WHAT THE TASK REQUIRES: Find the string "ThresholdPolicy" in the records and copy each line where it occurs.

━━━ DATA FOR ANALYSIS ━━━

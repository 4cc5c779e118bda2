//! Matching knobs read from the environment once at startup.

use std::env;
use std::time::Duration;

use crate::domain::{RangePolicy, ThresholdPolicy};
use crate::error::AppError;
use crate::repos::RetryPolicy;

#[derive(Debug, Clone, PartialEq)]
pub struct MatchConfig {
    pub thresholds: ThresholdPolicy,
    pub range_policy: RangePolicy,
    pub max_range_km: f64,
    pub sweep_interval: Duration,
    pub confirm_retry: RetryPolicy,
}

impl Default for MatchConfig {
    fn default() -> Self {
        Self {
            thresholds: ThresholdPolicy::default(),
            range_policy: RangePolicy::default(),
            max_range_km: 100.0,
            sweep_interval: Duration::from_secs(60),
            confirm_retry: RetryPolicy::default(),
        }
    }
}

impl MatchConfig {
    pub fn from_env() -> Result<Self, AppError> {
        let defaults = Self::default();

        let default_min =
            parse_var("MATCH_DEFAULT_THRESHOLD", defaults.thresholds.default_min())?;
        if default_min == 0 {
            return Err(AppError::config("MATCH_DEFAULT_THRESHOLD must be at least 1"));
        }
        let thresholds = match env::var("MATCH_THRESHOLDS") {
            Ok(raw) => parse_thresholds(&raw, default_min)?,
            Err(_) => ThresholdPolicy::new(default_min).with_activity("volleyball", 4),
        };

        let range_policy = match env::var("MATCH_RANGE_POLICY") {
            Ok(raw) => raw
                .parse::<RangePolicy>()
                .map_err(|e| AppError::config(format!("MATCH_RANGE_POLICY: {e}")))?,
            Err(_) => defaults.range_policy,
        };

        let max_range_km: f64 = parse_var("MATCH_MAX_RANGE_KM", defaults.max_range_km)?;
        if !max_range_km.is_finite() || max_range_km <= 0.0 {
            return Err(AppError::config("MATCH_MAX_RANGE_KM must be a positive number"));
        }

        let sweep_secs: u64 = parse_var(
            "EXPIRY_SWEEP_INTERVAL_SECS",
            defaults.sweep_interval.as_secs(),
        )?;
        if sweep_secs == 0 {
            return Err(AppError::config("EXPIRY_SWEEP_INTERVAL_SECS must be at least 1"));
        }

        let attempts: u32 = parse_var(
            "CONFIRM_MAX_ATTEMPTS",
            defaults.confirm_retry.max_attempts,
        )?;

        Ok(Self {
            thresholds,
            range_policy,
            max_range_km,
            sweep_interval: Duration::from_secs(sweep_secs),
            confirm_retry: RetryPolicy::default().with_max_attempts(attempts),
        })
    }
}

fn parse_var<T: std::str::FromStr>(name: &str, default: T) -> Result<T, AppError> {
    match env::var(name) {
        Ok(raw) => raw
            .trim()
            .parse()
            .map_err(|_| AppError::config(format!("{name} has an invalid value '{raw}'"))),
        Err(_) => Ok(default),
    }
}

/// Parse `activity=min,activity=min`. Blank entries are skipped.
pub fn parse_thresholds(raw: &str, default_min: usize) -> Result<ThresholdPolicy, AppError> {
    let mut policy = ThresholdPolicy::new(default_min);
    for entry in raw.split(',').map(str::trim).filter(|e| !e.is_empty()) {
        let Some((activity, min)) = entry.split_once('=') else {
            return Err(AppError::config(format!(
                "MATCH_THRESHOLDS entry '{entry}' is not activity=min"
            )));
        };
        let activity = activity.trim();
        let min: usize = min.trim().parse().map_err(|_| {
            AppError::config(format!("MATCH_THRESHOLDS entry '{entry}' has a bad minimum"))
        })?;
        if activity.is_empty() || min == 0 {
            return Err(AppError::config(format!(
                "MATCH_THRESHOLDS entry '{entry}' needs an activity and a minimum of at least 1"
            )));
        }
        policy = policy.with_activity(activity, min);
    }
    Ok(policy)
}
use serde::{Deserialize, Serialize};
use time::OffsetDateTime;
use uuid::Uuid;

use super::geo::GeoPoint;
use crate::errors::domain::{DomainError, ValidationKind};

/// A player's standing request to play an activity near a location.
#[derive(Debug, Clone, PartialEq, Serialize, Deserialize)]
pub struct PlayRequest {
    pub id: Uuid,
    pub requester_id: Uuid,
    pub activity: String,
    pub lat: f64,
    pub lon: f64,
    pub range_km: f64,
    #[serde(with = "time::serde::rfc3339::option")]
    pub starts_at: Option<OffsetDateTime>,
    #[serde(with = "time::serde::rfc3339")]
    pub expires_at: OffsetDateTime,
    #[serde(with = "time::serde::rfc3339")]
    pub created_at: OffsetDateTime,
    #[serde(with = "time::serde::rfc3339")]
    pub updated_at: OffsetDateTime,
}

impl PlayRequest {
    pub fn point(&self) -> GeoPoint {
        GeoPoint::new(self.lat, self.lon)
    }

    pub fn is_expired(&self, now: OffsetDateTime) -> bool {
        self.expires_at < now
    }
}

/// Inbound request before it has an identity. Pings and explicit
/// play-request creation both end up here.
#[derive(Debug, Clone, PartialEq)]
pub struct PlayRequestDraft {
    pub requester_id: Uuid,
    pub activity: String,
    pub lat: f64,
    pub lon: f64,
    pub range_km: f64,
    pub starts_at: Option<OffsetDateTime>,
    pub expires_at: OffsetDateTime,
}

impl PlayRequestDraft {
    pub fn point(&self) -> GeoPoint {
        GeoPoint::new(self.lat, self.lon)
    }

    /// Check every field and normalise the activity name.
    pub fn validate(mut self, max_range_km: f64, now: OffsetDateTime) -> Result<Self, DomainError> {
        self.activity = normalize_activity(&self.activity)?;
        self.point().validate()?;

        if !self.range_km.is_finite() || self.range_km <= 0.0 {
            return Err(DomainError::validation(
                ValidationKind::InvalidRange,
                format!("range_km must be positive, got {}", self.range_km),
            ));
        }
        if self.range_km > max_range_km {
            return Err(DomainError::validation(
                ValidationKind::InvalidRange,
                format!(
                    "range_km {} exceeds the maximum of {max_range_km}",
                    self.range_km
                ),
            ));
        }
        if self.expires_at <= now {
            return Err(DomainError::validation(
                ValidationKind::InvalidExpiry,
                "expiry must be in the future",
            ));
        }
        if let Some(start) = self.starts_at {
            if start >= self.expires_at {
                return Err(DomainError::validation(
                    ValidationKind::InvalidWindow,
                    "start must be before end",
                ));
            }
        }
        Ok(self)
    }
}

/// Activities compare case-insensitively and ignore surrounding whitespace.
pub fn normalize_activity(raw: &str) -> Result<String, DomainError> {
    let activity = raw.trim().to_lowercase();
    if activity.is_empty() {
        return Err(DomainError::validation(
            ValidationKind::InvalidActivity,
            "activity must not be empty",
        ));
    }
    Ok(activity)
}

━━━

EXERCISE ANSWER:
use crate::domain::{RangePolicy, ThresholdPolicy};
    pub thresholds: ThresholdPolicy,
            thresholds: ThresholdPolicy::default(),
            Err(_) => ThresholdPolicy::new(default_min).with_activity("volleyball", 4),
pub fn parse_thresholds(raw: &str, default_min: usize) -> Result<ThresholdPolicy, AppError> {
    let mut policy = ThresholdPolicy::new(default_min);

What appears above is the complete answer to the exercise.